Walton’s march was written for the coronation of Queen Elizabeth II in 1953 and whilst the work is influenced by earlier marches by Walton himself and Elgar, it also reflects the more confident atmosphere of post-War Britain.
By contrast, Britten’s Violin Concerto was written in 1938/39 and completed in the USA and Canada where Britten and Peter Pears were in self-imposed (and temporary) exile during the war. The premiere was conducted by John Barbirolli in New York and it only reached England in 1941 (at the Queen’s Hall). Often lyrical and elegiac, the work is in rather contrast to Britten’s Sinfonia da Requiem (of 1940) which reflected a darker more intense view of the international situation.

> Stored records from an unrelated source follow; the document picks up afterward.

//! Shareable metadata for `string_enum_core::lang` registries.
//!
//! Every vocabulary in [`crate::lang`] is a `const` table of [`LangItemInfo`] entries. This
//! submodule holds that shared shape.
//!
//! ## Notes
//! - These types are `Copy` so registries can live in `const` tables.
//! - Metadata is meant for diagnostics and docs; enforcement lives in the derive macro and runtime.

/// Describe the lifecycle status of a vocabulary item.
///
/// ## Examples
/// ```rust
/// use string_enum_core::lang::registry::Stability;
///
/// let s = Stability::Stable;
/// assert_eq!(format!("{s:?}"), "Stable");
/// ```
#[derive(Debug, Clone, Copy, PartialEq, Eq, Hash)]
pub enum Stability {
    Stable,
    Deprecated,
}

/// Shared metadata shape for “registry-first” vocabulary items.
///
/// - stable identity (`id`)
/// - accepted spellings (`canonical` + `aliases`)
/// - documentation (`description`)
/// - lifecycle (`stability`)
#[derive(Debug, Clone, Copy)]
pub struct LangItemInfo<Id> {
    pub id: Id,
    pub canonical: &'static str,
    pub aliases: &'static [&'static str],
    pub description: &'static str,
    pub stability: Stability,
}

impl<Id> LangItemInfo<Id> {
    /// Return true if `name` is the canonical spelling or one of the aliases (case-sensitive).
    pub fn matches(&self, name: &str) -> bool {
        self.canonical == name || self.aliases.iter().any(|alias| *alias == name)
    }
}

Soloist Charlie Lovell-Jones was a Christ Church Prize Scholar at Oxford University, he graduated in 2020 with a Gibbs Prize in Music. He received a Bicentenary Scholarship at the Royal Academy of Music and graduated in 2022 with the Strings Postgraduate Prize. He was the youngest-ever member of the John Wilson Orchestra and has since led the orchestra on occasion.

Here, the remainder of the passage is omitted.